While you already know that proper dental care and avoiding sugary foods are things that will help you to keep your teeth in good shape, there is also more you should know about oral care. There are also a lot of different habits that can lead to discolored, chipped, worn or otherwise messed up teeth. You want to make sure you are doing the best that you can to avoid any and all habits that can be taking their toll on your teeth in one way or another. This article will educate you on some bad habits from a dental perspective and explain how they can be damaging to your teeth.
Eating hard candies
It's very bad for your teeth to eat hard candies. If you suck on them then you are exposing your teeth to a constant flow of sugar. If you don't brush after eating the candy then that's even longer that the sugar will remain on the surfaces of your teeth. If you chew on them then you run the risk of chipping your teeth.
Chewing on ice
A lot of people have the habit of chewing on ice. Many don't think they are doing anything wrong because ice is nothing more than frozen water. However, chomping down on hard ice can also cause your teeth to become chipped or even fractured.
Drinking red wine daily
While you may enjoy that glass of red wine at the end of a long day, you should make sure you don't make a habit of it.

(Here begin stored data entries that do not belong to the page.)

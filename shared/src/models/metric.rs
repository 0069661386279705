//! Metric sample data model.
//!
//! Defines the `MetricSample` structure buffered by the metrics collector and
//! handed to metric sinks on flush.

use chrono::{DateTime, Utc};
use serde::{Deserialize, Serialize};
use std::collections::BTreeMap;
use std::time::Duration;
use thiserror::Error;
use validator::Validate;

/// Kind of metric sample.
#[derive(Debug, Clone, Copy, PartialEq, Eq, Hash, Serialize, Deserialize, Default)]
#[serde(rename_all = "lowercase")]
pub enum MetricKind {
    /// An incremental value (e.g., request count).
    #[default]
    Counter,
    /// A current value that can go up or down (e.g., queue depth).
    Gauge,
    /// A sample of a distribution (e.g., payload size).
    Histogram,
    /// A duration in seconds.
    Timer,
}

impl std::fmt::Display for MetricKind {
    fn fmt(&self, f: &mut std::fmt::Formatter<'_>) -> std::fmt::Result {
        match self {
            Self::Counter => write!(f, "counter"),
            Self::Gauge => write!(f, "gauge"),
            Self::Histogram => write!(f, "histogram"),
            Self::Timer => write!(f, "timer"),
        }
    }
}

impl std::str::FromStr for MetricKind {
    type Err = MetricValidationError;

    fn from_str(s: &str) -> Result<Self, Self::Err> {
        match s {
            "counter" => Ok(Self::Counter),
            "gauge" => Ok(Self::Gauge),
            "histogram" => Ok(Self::Histogram),
            "timer" => Ok(Self::Timer),
            other => Err(MetricValidationError::UnknownKind(other.to_string())),
        }
    }
}

/// A single tagged measurement.
///
/// # Example
///
/// ```
/// use shared::models::{MetricKind, MetricSample};
///
/// let sample = MetricSample::new(MetricKind::Counter, "cap.api.request", 1.0)
///     .with_tag("method", "GET")
///     .with_tag("status", "200");
///
/// assert!(sample.validate_sample().is_ok());
/// assert_eq!(sample.tags.len(), 2);
/// ```
#[derive(Debug, Clone, PartialEq, Serialize, Deserialize, Validate)]
pub struct MetricSample {
    /// The kind of sample.
    #[serde(rename = "type")]
    pub kind: MetricKind,

    /// Fully prefixed metric name (e.g., "`cap.tenant.create.count`").
    #[validate(length(min = 1, message = "Metric name cannot be empty"))]
    pub name: String,

    /// The sampled value; timers carry seconds.
    pub value: f64,

    /// Tags (dimensions) of the sample.
    #[serde(default)]
    pub tags: BTreeMap<String, String>,

    /// When the sample was recorded.
    pub timestamp: DateTime<Utc>,
}

/// Errors that can occur during metric validation.
#[derive(Debug, Error)]
pub enum MetricValidationError {
    /// The metric name is empty.
    #[error("Metric name cannot be empty")]
    EmptyName,

    /// The value is NaN or infinite.
    #[error("Metric value must be finite")]
    NonFiniteValue,

    /// The metric kind string is not recognised.
    #[error("Unknown metric type: '{0}'")]
    UnknownKind(String),

    /// Validation failed with details.
    #[error("Validation failed: {0}")]
    ValidationError(#[from] validator::ValidationErrors),
}

impl MetricSample {
    /// Creates a new sample stamped with the current time.
    #[must_use]
    pub fn new(kind: MetricKind, name: impl Into<String>, value: f64) -> Self {
        Self {
            kind,
            name: name.into(),
            value,
            tags: BTreeMap::new(),
            timestamp: Utc::now(),
        }
    }

    /// Creates a timer sample from a duration.
    #[must_use]
    pub fn timer(name: impl Into<String>, duration: Duration) -> Self {
        Self::new(MetricKind::Timer, name, duration.as_secs_f64())
    }

    /// Adds a tag to the sample.
    #[must_use]
    pub fn with_tag(mut self, key: impl Into<String>, value: impl Into<String>) -> Self {
        self.tags.insert(key.into(), value.into());
        self
    }

    /// Merges a set of tags into the sample. Existing keys are kept.
    #[must_use]
    pub fn with_default_tags(mut self, tags: &BTreeMap<String, String>) -> Self {
        for (k, v) in tags {
            self.tags.entry(k.clone()).or_insert_with(|| v.clone());
        }
        self
    }

    /// Sets the timestamp of the sample.
    #[must_use]
    pub fn with_timestamp(mut self, timestamp: DateTime<Utc>) -> Self {
        self.timestamp = timestamp;
        self
    }

    /// Validates the sample.
    ///
    /// # Errors
    ///
    /// Returns an error if the name is empty or the value is not finite.
    pub fn validate_sample(&self) -> Result<(), MetricValidationError> {
        if self.name.is_empty() {
            return Err(MetricValidationError::EmptyName);
        }
        if !self.value.is_finite() {
            return Err(MetricValidationError::NonFiniteValue);
        }
        self.validate()?;
        Ok(())
    }
}

#[cfg(test)]
mod tests {
    use super::*;

    #[test]
    fn test_metric_timer_from_duration() {
        let sample = MetricSample::timer("cap.db.query", Duration::from_millis(1500));
        assert_eq!(sample.kind, MetricKind::Timer);
        assert!((sample.value - 1.5).abs() < f64::EPSILON);
    }

    #[test]
    fn test_metric_default_tags_do_not_override() {
        let mut defaults = BTreeMap::new();
        defaults.insert("user".to_string(), "alice".to_string());
        defaults.insert("status".to_string(), "ignored".to_string());

        let sample = MetricSample::new(MetricKind::Counter, "cap.x", 1.0)
            .with_tag("status", "success")
            .with_default_tags(&defaults);

        assert_eq!(sample.tags["status"], "success");
        assert_eq!(sample.tags["user"], "alice");
    }

    #[test]
    fn test_metric_validation_empty_name() {
        let sample = MetricSample::new(MetricKind::Gauge, "", 1.0);
        assert!(matches!(
            sample.validate_sample(),
            Err(MetricValidationError::EmptyName)
        ));
    }

    #[test]
    fn test_metric_validation_non_finite() {
        let sample = MetricSample::new(MetricKind::Histogram, "cap.h", f64::NAN);
        assert!(matches!(
            sample.validate_sample(),
            Err(MetricValidationError::NonFiniteValue)
        ));
    }

    #[test]
    fn test_metric_serialization() {
        let sample = MetricSample::new(MetricKind::Counter, "cap.test_counter", 42.0)
            .with_tag("env", "production");

        let json = serde_json::to_string(&sample).unwrap();

        assert!(json.contains("\"type\":\"counter\""));
        assert!(json.contains("\"name\":\"cap.test_counter\""));
        assert!(json.contains("\"value\":42.0"));
        assert!(json.contains("\"env\":\"production\""));
    }

    #[test]
    fn test_metric_kind_parse_and_display() {
        for kind in [
            MetricKind::Counter,
            MetricKind::Gauge,
            MetricKind::Histogram,
            MetricKind::Timer,
        ] {
            assert_eq!(kind.to_string().parse::<MetricKind>().unwrap(), kind);
        }
        assert!(matches!(
            "meter".parse::<MetricKind>(),
            Err(MetricValidationError::UnknownKind(_))
        ));
    }
}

If you do, then it's important to always brush your teeth afterward. Otherwise, you'll notice your teeth will start to look stained after a while and you will have to have them whitened to get rid of it.
Chewing sugary gum
Chewing sugarless gum can help keep your teeth looking good because it removes food particles from them. However, chewing gum that has sugar in it is bad because it will keep your teeth in constant contact with sugar and lead to a higher risk of cavities.
Drinking energy drinks
Energy drinks and even carbonated soda drinks can be very bad on your teeth. They are full of sugars that increase the chances for cavities and they also contain strong acids that can eat away at the enamel of your teeth which is the strong outer part that's supposed to protect the rest of your teeth.